CSI exhibits science solves problems and reaffirm the veracity of science by using specialized equipment, scientific jargon, forensic databases and even conducting experiments or re-enactments of the crime. In this episode, we can easily identify that CSI use specialized equipment, scientific jargon and forensic databases. For example, when CSI are trying to catch the female criminal by fingerprint that they got from the desk of pharmacy, they refer to the forensic databases. Another example, CSI uses some specialized equipment to collect and record the fingerprint. The flashback is using in many part of this episode, such as the flashback of conversation between mac and his wife at the end.

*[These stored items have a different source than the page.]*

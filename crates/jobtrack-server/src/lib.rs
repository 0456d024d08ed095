//! jobtrack-server: HTTP API server for the Job Tracker
//!
//! This crate provides:
//! - REST API endpoints for auth (`/api/auth`) and jobs (`/api/jobs`)
//! - JWT authentication and Argon2 password hashing
//! - A WebSocket notification channel (`/ws`) for real-time job events
//! - A root readiness endpoint (`GET /`)
//!
//! # Architecture
//!
//! The server is built on Axum with a middleware stack for:
//! - Request tracing and logging
//! - CORS handling (blanket for REST, origin-restricted for the
//!   notification channel)
//! - Request ID generation
//! - JSON error responses

pub mod auth;
pub mod config;
pub mod error;
pub mod events;
pub mod middleware;
pub mod routes;
pub mod state;

// Re-exports for convenience
pub use config::{ConfigError, ServerConfig};
pub use error::{ApiError, ApiResult};
pub use events::NotificationHub;
pub use state::AppState;

// Re-export dependent crates
pub use jobtrack_core;
pub use jobtrack_store;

After watching this episode of CSI, I try to connect it with the theories that raise from the article. This episode did make me believe the crime is normal and did increase my fear towards crime. I don’t know why. But I just feel maybe I will be skilled by gun some day. And this episode makes me believe the existence of police family. They care about each other, love each other. Maybe this is how CSI reflects and shapes our ideology and culture.

 

September 22, 2012

About “Lingmiao Qiu”

Filed under: Uncategorized — lingmiao @ 6:22 am

Welcome to Lingmiao’s Blog!

 

I believe most people had not seen a combination of letters like “Lingmiao Qiu” before they met me. “Lingmiao Qiu”, that is my name! I used to dislike my name since my name in Chinese (邱苓淼) is so hard to write and my classmates always made fun of it. However, this dislike was totally gone when I found the beautiful meaning behind it. It means even if I am as small as a drop now, I can be as strong as an ocean one day.

 

The meaning behind my name is also my goal. That is why I always give myself challenges, for example taking “FYS 100: Cop, Crime, and Pop Culture”. Before I arrived at the University of Richmond, I already chatted with other freshman from China via Chinese Facebook. One day in June, we talked about which First Year Seminar that we would select for. Most of them tried to take the SAME First Year Seminar course. I definitely know the class will become easier if I can have the same class with them. But, finally, I chose not to follow their steps. Following my heart, I decide to take “Cop, Crime, and Pop Culture” to fulfill my FYS requirement. And this blog is going to record everything I learn from this class. And my every single thoughts concerning about this topic.

 

I really like this topic. I saw some Criminal TV shows (like CSI, Criminal Mind, Lie To Me) before and found it can be really interesting. Most of you know CSI and Criminal Mind, but might not be familiar with Lie To Me. Lie to me, in fact, is the first criminal show that I saw. This show depicts the story of a deception expert, Dr. Cal Lightman, who helps uncover the truth for the FBI, local police, law firms, corporations, and individuals via microexpressions and body language. At fist, I was simply obsessed with those microexpressions and body language. However, one sentence from the leading actor of Lie To Me touched me and switched my focus. It is “whether people are lying or not is not that important. It is more important to find out why people are lying.” Sometimes, people just unconsciously put too much stress on the result rather than the truth behind result. This sentence reminds me that don’t judge some cases or events only by their appearances. The cause is far more important than effect. So, then, I try to dig the deeper relationship between cops and crime in the show. Cops and crime are not often be talked by people since most of them deem cop and crime are just the business of government. However, studying crime and policing, from my perspective, can open our minds. The relationship of policing and crime is not just police detect crime and figure it out. There are more stories in this relationship! I mean this study can really reveal a part of world we have not seen. For example, how police detect criminals and capture them in the reality crime programming? What is the motivation of criminals? And whether the crime show displays the reality? Do cops usually capture criminals successful like we saw in TV show?

 

Challenging myself, I believe I can provide you with thought-provoking perspective. This blog will display my every single insight concerning about cops, crime and pop culture. Hope you enjoy this blog!